Großeltern

... und in den Ferien geht's zu Oma

Großeltern sind bei der Betreuung des Nachwuchses in vielen Famiien unentbehrlich. Was die Eltern entlastet, ist für die Kinder eine große Bereicherung. Drei Erfahrungsberichte

Foto: Massimo Rodari

Hurra, endlich Ferien! Insgesamt 13 Wochen schulfrei haben die Berliner Kinder in diesem Jahr - gegenüber rund sechs Wochen, die der durchschnittliche Arbeitnehmer beanspruchen kann. Für viele Familien gibt es nur eine Lösung, die freie Zeit zu überbrücken: "Hotel Oma". Denn kaum ein Kind will auch in den Ferien täglich in den Hort oder Schülerladen gehen, nur weil Mama und Papa zur Arbeit müssen. Und bei den Großeltern werden sie meist mit offenen Armen empfangen.

Das Engagement der rüstigen Senioren beginnt schon im Kleinkindalter. Nach Eltern und Kindertageseinrichtungen sind Großeltern in Deutschland die drittstärkste Betreuungsinstanz für Kinder bis zum Schuleintritt, zeigt eine Studie des Deutschen Jugendinstituts (DJI) aus dem Jahr 2010. Kinder in den ersten Schuljahren werden sogar zu mehr als 40 Prozent mindestens einmal pro Woche von ihren Großeltern betreut. Vor allem zur Überbrückung der Zeit zwischen Kita- und Schul- beziehungsweise Hortschließung und dem eigenen Nachhausekommen beanspruchen Eltern gern Oma und Opa - genauso wie in Notsituationen wie Krankheit des Kindes oder Schließzeiten, haben die DJI-Experten herausgefunden. Besonders häufig profitieren laut Studie Alleinerziehende von der Unterstützung der Großeltern. Und selbst wenn Oma und Opa in einer größeren Entfernung von den Enkelkindern leben, findet in vielen Familien eine regelmäßige Betreuung statt.

Für Mütter und Väter hat die Unterstützung durch die eigenen Eltern einen sehr hohen Wert, der sich sogar messen lässt.

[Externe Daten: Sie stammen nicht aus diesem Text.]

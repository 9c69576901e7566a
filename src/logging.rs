/*! Ring-buffered asynchronous logging sink.

Implements [`log::Log`] directly instead of depending on a pre-built
backend: every call formats into a string and pushes it onto a bounded
queue, returning immediately even if the queue is full (the entry is
dropped and counted). A single drain thread owns the only writer to
stderr, decoupling slow terminal I/O from hot call sites the way the
ring buffer in [`crate::ringbuffer`] decouples a byte source from its
tick-driven consumer.
*/

use std::sync::mpsc::{self, Receiver, SyncSender, TrySendError};
use std::sync::{Arc, Mutex, OnceLock};

use log::{Level, LevelFilter, Log, Metadata, Record};

struct Entry {
    line: String,
}

fn level_tag(level: Level) -> char {
    match level {
        Level::Error => 'E',
        Level::Warn => 'W',
        Level::Info => 'I',
        Level::Debug => 'D',
        Level::Trace => 'D',
    }
}

/// An async logger backed by a bounded channel and a drain thread.
pub struct AsyncLogger {
    tx: Mutex<SyncSender<Entry>>,
    lost: Arc<std::sync::atomic::AtomicU64>,
}

impl Log for AsyncLogger {
    fn enabled(&self, metadata: &Metadata) -> bool {
        metadata.level() <= log::max_level()
    }

    fn log(&self, record: &Record) {
        if !self.enabled(record.metadata()) {
            return;
        }
        let line = format!(
            "{} {}: {}",
            level_tag(record.level()),
            record.target(),
            record.args()
        );
        let tx = self.tx.lock().unwrap();
        match tx.try_send(Entry { line }) {
            Ok(()) => {}
            Err(TrySendError::Full(_)) => {
                self.lost.fetch_add(1, std::sync::atomic::Ordering::Relaxed);
            }
            Err(TrySendError::Disconnected(_)) => {}
        }
    }

    fn flush(&self) {}
}

static LOST: OnceLock<Arc<std::sync::atomic::AtomicU64>> = OnceLock::new();

/// Total log lines dropped so far because the queue was full.
pub fn lost_count() -> u64 {
    LOST.get()
        .map(|l| l.load(std::sync::atomic::Ordering::Relaxed))
        .unwrap_or(0)
}

/// Install the async logger as the global `log` backend and spawn its
/// drain thread. `level` is the initial filter; `capacity` bounds the
/// queue depth before entries are dropped (and counted via
/// [`lost_count`]).
pub fn init(level: LevelFilter, capacity: usize) -> Result<(), log::SetLoggerError> {
    let (tx, rx): (SyncSender<Entry>, Receiver<Entry>) = mpsc::sync_channel(capacity);
    let lost = Arc::new(std::sync::atomic::AtomicU64::new(0));
    LOST.set(lost.clone()).ok();

    let logger = Box::new(AsyncLogger {
        tx: Mutex::new(tx),
        lost: lost.clone(),
    });
    let logger: &'static AsyncLogger = Box::leak(logger);

    std::thread::spawn(move || {
        let mut last_reported_lost = 0u64;
        for entry in rx.iter() {
            eprintln!("{}", entry.line);
            let current_lost = lost.load(std::sync::atomic::Ordering::Relaxed);
            if current_lost != last_reported_lost {
                eprintln!("W logging: {current_lost} messages lost to a full queue");
                last_reported_lost = current_lost;
            }
        }
    });

    log::set_logger(logger)?;
    log::set_max_level(level);
    Ok(())
}

#[cfg(test)]
mod tests {
    use super::*;

    #[test]
    fn level_tags_are_single_letters() {
        assert_eq!(level_tag(Level::Error), 'E');
        assert_eq!(level_tag(Level::Warn), 'W');
        assert_eq!(level_tag(Level::Info), 'I');
        assert_eq!(level_tag(Level::Debug), 'D');
    }
}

So stellt der "Ravensburger Elternsurvey 2010" fest, dass Väter und Mütter, die auf breite Netzwerke zurückgreifen können - insbesondere auf die Unterstützung durch Großeltern -, deutlich zufriedener sind als Eltern ohne eine solche Entlastung. Andersherum empfinden es Großeltern oftmals als sehr wichtig, dass sie gebraucht werden und über die Betreuung der Enkel eine Gelegenheit haben, mit den jüngeren Generationen in Kontakt zu bleiben - auch wenn dieser für beide Seiten nicht immer konfliktfrei verläuft.

Wer das Arrangement wohl am meisten und ohne Einschränkung genießt, sind die Kinder. Die Großeltern können ihnen vielfach das bieten, was im hektischen Familienalltag auf der Strecke bleibt: ungeschmälerte Zeit und Zuwendung. Das vermittelt ein starkes Gefühl von Geborgenheit und Wertschätzung. Oma und Opa dürfen verwöhnen und Regeln außer Kraft setzen, sie erzählen spannende Geschichten von früher und leben nicht selten ganz anders, als Mama und Papa es tun. Wenn das keine erholsame Auszeit vom Alltagsstress ist. Viel Spaß im "Wellness-Hotel-Oma", liebe Kinder!